North Korean officials billed the U.S. $2 million for the medical care of comatose American Otto Warmbier before allowing him to be flown home from Pyongyang, the Washington Post reports.
President Trump has previously denied that his administration has paid any sum of money for the release of U.S. hostages in the pariah state.
According to the Post, State Department envoy Joseph Yun, who was in Pyongyang to take Warmbier home in June 2017 following news of his poor health condition, was instructed by North Korean officials to sign the agreement. Yun reportedly did so upon direction from Trump via then-Secretary of State Rex Tillerson.
The bill then went to the Treasury Department, the Post says, citing two unnamed people familiar with the situation. It is unclear whether the bill was ever paid.
University of Virginia student Otto Warmbier, at the time 21, arrived in North Korea in late December 2015 on an organized tour of the state. After spending five days there, he was arrested at Pyongyang airport for allegedly stealing a propaganda poster from the hotel he and his group were staying at. He was sentenced to 15 years of hard labor for what authorities considered a “hostile act.”
North Korean officials said Warmbier suffered a brain injury after contracting botulism, a form of poisoning, while in detention. Upon news that the American had been in a coma for more than a year, Yu and a U.S. delegation arrived in Pyongyang to take him home. Warmbier died six days later in a Ohio hospital on June 19, 2017, after having suffered what doctors said was “severe injury to all regions of the brain.”
Trump defended Kim over Warmbier’s mistreatment and death, saying he did not believe Kim knew about his condition and that prisons are “rough places” in which “bad things happen.”

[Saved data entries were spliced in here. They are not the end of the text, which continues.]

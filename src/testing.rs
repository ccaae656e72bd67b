//! Shared fixtures for service and router tests.

use std::sync::atomic::{AtomicBool, Ordering};
use std::sync::{Arc, Mutex};
use std::time::Duration;

use chrono::NaiveDate;
use dashmap::DashMap;

use crate::api::health::HealthState;
use crate::api::latency::LatencyStats;
use crate::config::HintThresholds;
use crate::daily::{DailyTickerPicker, FixedClock};
use crate::error::{AppError, Result};
use crate::fetcher::AttributeSource;
use crate::service::{GameService, GameSettings};
use crate::state::SessionStore;
use crate::types::{AttributeSnapshot, Symbol};

/// Every attribute set to `value`.
pub fn snapshot(value: f64) -> AttributeSnapshot {
    AttributeSnapshot {
        price: Some(value),
        day_high: Some(value),
        day_low: Some(value),
        avg_volume: Some(value),
        market_cap: Some(value),
    }
}

pub fn test_day() -> NaiveDate {
    NaiveDate::from_ymd_opt(2025, 6, 2).unwrap()
}

#[derive(Default)]
struct StubInner {
    quotes: DashMap<String, AttributeSnapshot>,
    failing: AtomicBool,
    delay: Mutex<Duration>,
}

/// In-memory attribute source with switchable failure and latency.
#[derive(Clone, Default)]
pub struct StubSource {
    inner: Arc<StubInner>,
}

impl StubSource {
    /// AAPL at 100, HIGH10 at 110, NEAR at 101, MSFT at 80, GOOG at 150.
    pub fn standard() -> Self {
        let source = Self::default();
        source.insert("AAPL", snapshot(100.0));
        source.insert("HIGH10", snapshot(110.0));
        source.insert("NEAR", snapshot(101.0));
        source.insert("MSFT", snapshot(80.0));
        source.insert("GOOG", snapshot(150.0));
        source
    }

    pub fn insert(&self, symbol: &str, snapshot: AttributeSnapshot) {
        self.inner.quotes.insert(symbol.to_string(), snapshot);
    }

    pub fn set_failing(&self, failing: bool) {
        self.inner.failing.store(failing, Ordering::SeqCst);
    }

    pub fn set_delay(&self, delay: Duration) {
        *self.inner.delay.lock().unwrap() = delay;
    }
}

impl AttributeSource for StubSource {
    async fn lookup(&self, symbol: &Symbol) -> Result<Option<AttributeSnapshot>> {
        let delay = *self.inner.delay.lock().unwrap();
        if !delay.is_zero() {
            tokio::time::sleep(delay).await;
        }
        if self.inner.failing.load(Ordering::SeqCst) {
            return Err(AppError::QuoteApi("stub outage".to_string()));
        }
        Ok(self.inner.quotes.get(symbol.as_str()).map(|s| *s))
    }
}

/// A service whose secret is always AAPL, pinned to `test_day()`.
pub fn test_service(source: StubSource, max_attempts: u32) -> (GameService<StubSource>, Symbol) {
    test_service_with_store(source, max_attempts, SessionStore::new())
}

pub fn test_service_with_store(
    source: StubSource,
    max_attempts: u32,
    store: Arc<SessionStore>,
) -> (GameService<StubSource>, Symbol) {
    let secret = Symbol::parse("AAPL").unwrap();
    let picker = DailyTickerPicker::new(vec![secret.clone()], "test", test_day()).unwrap();
    let settings = GameSettings {
        max_attempts,
        hint_thresholds: HintThresholds::default(),
        lookup_timeout: Duration::from_secs(5),
    };
    let service = GameService::new(
        store,
        source,
        picker,
        Box::new(FixedClock(test_day())),
        settings,
        Arc::new(LatencyStats::new()),
        Arc::new(HealthState::new()),
    );
    (service, secret)
}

Fred Warmbier, Otto’s father, said he was never told about the hospital bill, according to the Post, and that it sounded like a “ransom” for his son.
Warmbier’s parents filed a lawsuit against North Korea over the student’s death last year on grounds that their son was “brutally tortured and murdered.” North Korea was ordered by a U.S. court to pay $501 million in damages.
News of the issued bill prompted condemnation in the U.S.
“They killed a perfectly healthy and happy college student and then had the audacity to expect the U.S. government to pay for his care,” Greg Scarlatoiu, executive director of the D.C.-based Committee for Human Rights in North Korea, told the Post.